Non à l'UE et au capitalisme qui les ont enfantés !

Après le désastre des municipales le PS et Hollande prétendent interpréter le désaveu massif des électeurs comme une invitation à accentuer la politique austéritaire qu’ils veulent mettre en oeuvre plus vite, plus fort.  Pour cela il ont choisi Manuel Valls comme premier ministre. Les députés socialistes, à l’exception de onze d’entre eux, ont voté la confiance  à Manuel Valls. Tout comme la majorité des Verts.  La fronde, orchestrée par les médias n’était donc qu’un artifice destiné à tromper les électeurs de gauche qui avaient déserté les urnes ou fait d’autres choix. Les députés communistes ont voté contre. Enfin.

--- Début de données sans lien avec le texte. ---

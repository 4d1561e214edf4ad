//! File read tool: read file contents, optionally a line range.

use async_trait::async_trait;
use turnstile_core::error::ToolError;
use turnstile_core::tool::{Tool, ToolOutput};

#[derive(Default)]
pub struct FileReadTool;

impl FileReadTool {
    pub fn new() -> Self {
        Self
    }
}

/// Lines `start..=end` (1-based), each prefixed with its line number.
fn select_lines(content: &str, start: Option<u64>, end: Option<u64>) -> String {
    let start = start.unwrap_or(1).max(1) as usize;
    let end = end.map(|e| e as usize).unwrap_or(usize::MAX);
    content
        .lines()
        .enumerate()
        .skip(start - 1)
        .take_while(|(i, _)| *i < end)
        .map(|(i, line)| format!("{:>4} | {line}", i + 1))
        .collect::<Vec<_>>()
        .join("\n")
}

#[async_trait]
impl Tool for FileReadTool {
    fn name(&self) -> &str {
        "read_file"
    }

    fn description(&self) -> &str {
        "Read the contents of a file. Optionally restrict to a 1-based inclusive line range; ranged output is prefixed with line numbers."
    }

    fn parameters_schema(&self) -> serde_json::Value {
        serde_json::json!({
            "type": "object",
            "properties": {
                "path": {
                    "type": "string",
                    "description": "The file path to read"
                },
                "start_line": {
                    "type": "integer",
                    "description": "First line to return (1-based, optional)"
                },
                "end_line": {
                    "type": "integer",
                    "description": "Last line to return (inclusive, optional)"
                }
            },
            "required": ["path"]
        })
    }

    async fn execute(&self, arguments: serde_json::Value) -> Result<ToolOutput, ToolError> {
        let path = arguments["path"]
            .as_str()
            .ok_or_else(|| ToolError::InvalidArguments("Missing 'path' argument".into()))?;
        let start = arguments["start_line"].as_u64();
        let end = arguments["end_line"].as_u64();

        match tokio::fs::read_to_string(path).await {
            Ok(content) if start.is_none() && end.is_none() => Ok(ToolOutput::ok(content)),
            Ok(content) => Ok(ToolOutput::ok(select_lines(&content, start, end))),
            Err(e) => Ok(ToolOutput::failure(format!("Failed to read file: {e}"))),
        }
    }
}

Tout changer pour que rien ne change
En réalité ils feignent de tout changer pour que rien ne change.  Les socialistes-libéraux ne remettent en cause ni la mondialisation capitaliste, ni l’intégration européenne. Or c’est ce qu’il faudrait changer pour répondre aux attentes des salariés, des agriculteurs, des petites entreprises.  Contrairement à ce qui dit un responsable du PCF, Valls ne « boxe » pas « contre son camp », il a choisi son camp , tout comme les dirigeants du PS: celui de la droite et des patrons.  On se demande bien pourquoi la droite a voté contre.  C’est son programme.
Ce que Sarkozy n’avait pas osé faire, Manuel Valls le propose : il a eu beau  répéter plusieurs fois « ouvriers » ou « employés », ce sont les patrons qu’il satisfait: exonérations des cotisations salariales, réduction des dépenses de l’Etat, de la sécurité sociale, des collectivités locales.  Il va tuer la sécurité sociale et les services publics.  C’est ce que le Medef voulait, mais il n’a pas encore assez de profits et "reste sur sa faim"…   Alors, la prochaine fois, qu’est-ce que le gouvernement va encore concéder  au grand patronat ?
Pas un mot sur le coût du capital, sur les 312 milliards de revenus financiers non soumis à la cotisation sociale, sur les 50 milliards d’exonérations de cotisations patronales, sur les 30 milliards récemment donnés aux patrons en faisant sauter les cotisations familiales, pas un mot sur les 100 milliards d’évasion fiscale.

Ni démocratie, ni justice
Décidément, il n’y a ni démocratie ni justice dans ce système capitaliste où l’État ménage les patrons voyous et traite en délinquants des syndicalistes luttant pour l’emploi.
Les hypocrites  – UMP-PS-UDI-Modem- pleurent tous en chœur sur la désertion des urnes et la montée du FN mais ils font tout pour cela.  Les votes des électeurs sont traités par le mépris.  2005, vote non à la politique européenne : elle est appliquée de force. 2012, la politique de Sarkozy est rejetée : les socialistes l’aggravent.  En Mars 2014, grève des urnes et désaveu cinglant de la politique de Hollande : le plus droitier des ministres socialistes est appelé pour renforcer la politique d’austérité !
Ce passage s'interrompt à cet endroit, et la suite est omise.